Here is the famous opening, two sentences, of The Dialectic of Enlightenment by Max Horkheimer and Theodor Adorno and:

“In the most general sense of progressive thought, the Enlightenment has always aimed at liberating men from fear and establishing their sovereignty.  Yet the fully enlightened earth radiates disaster triumphant.”

For Horkheimer and Adorno, rationality and instrumentalization are inseparable, so the flip side side of all of the advances in technology and medicine in health are the two world wars and mass destructions such as the Holocaust. So beyond the world being interesting or boring, this gives you what is at stake in this project of re-enchantment.

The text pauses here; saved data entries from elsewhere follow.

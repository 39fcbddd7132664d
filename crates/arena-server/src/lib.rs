//! Headless arena server.
//!
//! Wires the simulation engine to a fixed-rate game loop thread, routes
//! per-session events over channels and persists player records through a
//! background save worker. The network transport plugs in on top of
//! [`state::ServerHandle`] and [`state::Session`].

pub mod config;
pub mod error;
pub mod game_loop;
pub mod persistence;
pub mod state;

pub use arena_core as core;
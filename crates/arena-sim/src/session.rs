//! Session lifecycle: identity validation, player materialisation from
//! persisted records, teardown back into records, and portal travel.

use tracing::{debug, info, warn};

use arena_core::components::{Player, PlayerInput};
use arena_core::constants::*;
use arena_core::error::SessionError;
use arena_core::events::{Outbound, ServerEvent};
use arena_core::gear::Gear;
use arena_core::records::PlayerRecord;
use arena_core::state::{InitPayload, PhysicsConstants};
use arena_core::types::{Position, Velocity};

use crate::registry::Registry;

/// Validate and normalise a username supplied by the transport layer.
pub fn validate_username(raw: &str) -> Result<String, SessionError> {
    let name = raw.trim();
    if name.is_empty() {
        return Err(SessionError::MissingIdentity);
    }
    if name.chars().count() > USERNAME_MAX_LEN || name.chars().any(char::is_control) {
        return Err(SessionError::InvalidIdentity);
    }
    Ok(name.to_string())
}

/// Materialise a player from a record (or the default record).
pub fn connect(
    registry: &mut Registry,
    username: &str,
    record: Option<PlayerRecord>,
    now: f64,
) -> Result<InitPayload, SessionError> {
    let username = validate_username(username)?;
    if registry.has_player(&username) {
        return Err(SessionError::AlreadyConnected(username));
    }

    let record = record.unwrap_or_else(|| PlayerRecord::default_for(&username));
    let realm = registry
        .realm_or_default(&record.realm)
        .cloned()
        .ok_or(SessionError::InvalidIdentity)?;
    if realm.name != record.realm {
        warn!(player = %username, realm = %record.realm, "unknown realm in record, using {}", realm.name);
    }

    let (gear, dropped) = Gear::from_persisted(&record.gear);
    if !dropped.is_empty() {
        warn!(player = %username, dropped = dropped.len(), "persisted inventory exceeded capacity");
    }

    let position = realm.clamp(Position::new(record.x, record.y));
    let player = Player {
        username: username.clone(),
        realm: realm.name.clone(),
        input: PlayerInput {
            updated_at: now,
            ..PlayerInput::default()
        },
        active_hotbar: 0,
        health: PLAYER_MAX_HEALTH,
        max_health: PLAYER_MAX_HEALTH,
        gear: gear.clone(),
    };
    registry.insert_player(player, position, now);
    info!(player = %username, realm = %realm.name, "player connected");

    Ok(InitPayload {
        username,
        realm: realm.name.clone(),
        position,
        physics: PhysicsConstants {
            max_speed: MAX_SPEED,
            velocity_lerp: VELOCITY_LERP,
            friction: FRICTION,
            tick_rate: TICK_RATE,
        },
        realm_size: (realm.width, realm.height),
        gear,
        realm_config: realm,
    })
}

/// Remove a player and return the record to persist.
pub fn disconnect(registry: &mut Registry, username: &str) -> Option<PlayerRecord> {
    let (player, position) = registry.remove_player(username)?;
    info!(player = %username, "player disconnected");
    Some(to_record(&player, position))
}

pub fn to_record(player: &Player, position: Position) -> PlayerRecord {
    PlayerRecord {
        username: player.username.clone(),
        x: position.x,
        y: position.y,
        realm: player.realm.clone(),
        gear: player.gear.to_persisted(),
    }
}

/// Records for every connected player, in name order.
pub fn records(registry: &Registry) -> Vec<PlayerRecord> {
    registry
        .players()
        .filter_map(|(_, entity)| {
            let player = registry.world.get::<&Player>(entity).ok()?;
            let position = *registry.world.get::<&Position>(entity).ok()?;
            Some(to_record(&player, position))
        })
        .collect()
}

/// Attempt portal transit. Returns whether the player moved.
pub fn travel(registry: &mut Registry, username: &str, events: &mut Vec<Outbound>) -> bool {
    let Some(entity) = registry.player(username) else {
        return false;
    };
    let (current, position) = {
        let Ok(player) = registry.world.get::<&Player>(entity) else {
            return false;
        };
        let Ok(position) = registry.world.get::<&Position>(entity) else {
            return false;
        };
        (player.realm.clone(), *position)
    };

    let Some(portal) = registry
        .realm(&current)
        .and_then(|r| r.portal_near(&position, PORTAL_USE_RADIUS))
        .cloned()
    else {
        debug!(player = username, "travel requested away from any portal");
        events.push(Outbound::error(username, "no portal in range"));
        return false;
    };
    let Some(destination) = registry.realm(&portal.to_realm).cloned() else {
        warn!(realm = %portal.to_realm, "portal leads to an unknown realm");
        return false;
    };

    let arrival = destination.clamp(Position::new(portal.to_x, portal.to_y));
    if let Ok((player, pos, vel)) = registry
        .world
        .query_one_mut::<(&mut Player, &mut Position, &mut Velocity)>(entity)
    {
        player.realm = destination.name.clone();
        *pos = arrival;
        *vel = Velocity::default();
    }
    registry.move_member(username, &current, &destination.name);

    info!(player = username, from = %current, to = %destination.name, "realm travel");
    events.push(Outbound::player(
        username,
        ServerEvent::RealmChanged {
            realm: destination.name,
            x: arrival.x,
            y: arrival.y,
        },
    ));
    true
}
//! Player movement integration.
//!
//! Blends velocity toward the input intent, applies friction on idle axes,
//! clamps speed and integrates position inside the realm bounds.

use glam::DVec2;

use arena_core::components::{Player, PlayerInput};
use arena_core::constants::*;
use arena_core::types::{Position, Velocity};

use crate::registry::Registry;

/// Integrate every connected player by one step.
pub fn run(registry: &mut Registry, now: f64, dt: f64) {
    let bounds: Vec<(String, f64, f64)> = registry
        .realms()
        .iter()
        .map(|r| (r.name.clone(), r.half_width(), r.half_height()))
        .collect();

    for (_entity, (player, pos, vel)) in registry
        .world
        .query_mut::<(&mut Player, &mut Position, &mut Velocity)>()
    {
        if now - player.input.updated_at > STALE_INPUT_SECS {
            neutralize(&mut player.input);
        }

        let (hw, hh) = bounds
            .iter()
            .find(|(name, _, _)| *name == player.realm)
            .map(|(_, hw, hh)| (*hw, *hh))
            .unwrap_or((REALM_WIDTH / 2.0, REALM_HEIGHT / 2.0));

        *vel = step_velocity(*vel, &player.input);
        integrate(pos, vel, dt, hw, hh);
    }
}

/// Clear directional intent, keeping aim.
fn neutralize(input: &mut PlayerInput) {
    input.up = false;
    input.down = false;
    input.left = false;
    input.right = false;
}

/// Target velocity for an intent: MAX_SPEED along the pressed direction,
/// diagonals normalised.
pub fn target_velocity(input: &PlayerInput) -> Velocity {
    let dir = DVec2::new(axis(input.left, input.right), axis(input.up, input.down));
    Velocity::from_dvec2(dir.normalize_or_zero() * MAX_SPEED)
}

/// One velocity update: lerp on driven axes, friction on idle ones.
pub fn step_velocity(current: Velocity, input: &PlayerInput) -> Velocity {
    let target = target_velocity(input);
    let x_driven = axis(input.left, input.right) != 0.0;
    let y_driven = axis(input.up, input.down) != 0.0;

    let mut next = Velocity::new(
        blend(current.x, target.x, x_driven),
        blend(current.y, target.y, y_driven),
    );

    if next.x.abs() < VELOCITY_EPSILON {
        next.x = 0.0;
    }
    if next.y.abs() < VELOCITY_EPSILON {
        next.y = 0.0;
    }

    let speed = next.speed();
    if speed > MAX_SPEED {
        let scale = MAX_SPEED / speed;
        next.x *= scale;
        next.y *= scale;
    }
    next
}

fn blend(current: f64, target: f64, driven: bool) -> f64 {
    if driven {
        current + (target - current) * VELOCITY_LERP
    } else {
        current * FRICTION
    }
}

fn axis(negative: bool, positive: bool) -> f64 {
    match (negative, positive) {
        (true, false) => -1.0,
        (false, true) => 1.0,
        _ => 0.0,
    }
}

/// Advance position and clamp it into the half-extent box. Velocity on a
/// clamped axis is zeroed.
pub fn integrate(pos: &mut Position, vel: &mut Velocity, dt: f64, half_width: f64, half_height: f64) {
    let dt = dt.max(0.0);
    let x = pos.x + vel.x * dt;
    let y = pos.y + vel.y * dt;
    pos.x = x.clamp(-half_width, half_width);
    pos.y = y.clamp(-half_height, half_height);
    if pos.x != x {
        vel.x = 0.0;
    }
    if pos.y != y {
        vel.y = 0.0;
    }
}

So how do these ways of viewing that are created in Boonmee– and which we’ve seen are so different from the ways most narrative cinema – work to create this experience of wonder and re-enchantment?  The difference is, that It is not a goal-oriented space such as that we discussed earlier, but a space of a kind of contemplation, a kind of slow desire to see. 

 

Towards the end of the film he’ll create this effect in other ways.  In the sequence composed of still photographs, he creates a way of looking at a massacre that happened in the 60s near the area where he grew up, when the military government massacred a group of farmers, but it’s a way of talking about that in a way that is not naturalistic.  You have an impression of the violence and the abuses that took place here, but then he puts in the monkey, puts in things which don’t belong, he makes it self reflexive, has people look at the camera, he has things like these kids, that are probably basically the kids of the people who were involved in this event and he has them playfully reenact the scenes.  They refer to their shared past, a shared past which is a trauma, but at the same time he is not giving it to in a predicable register, where you can think about it in the stuck ways you always think about traumas and have the same predictable response. It is not a dramatic reenactment, where the actors are pretending to be the farmers or the military, but it refers to it in a way which at the same time brings this sense of wonder, this sense of the past and the present mixed together, co-existing in a reality that holds a lot of mystery still, we can’t say exactly what is the past, what is the present.  He’s literally altering the way we can think about our shared experiences.

 

That’s a typical example of the kinds strategies he takes throughout the film to create an experience that is at the same time understanding and not understanding.   Although you ‘get’ the film on a certain level, the mystery of the world, of being human, and of being an outsider to this extremely personal vision not only remain intact but are an integral part of the experience that has been created.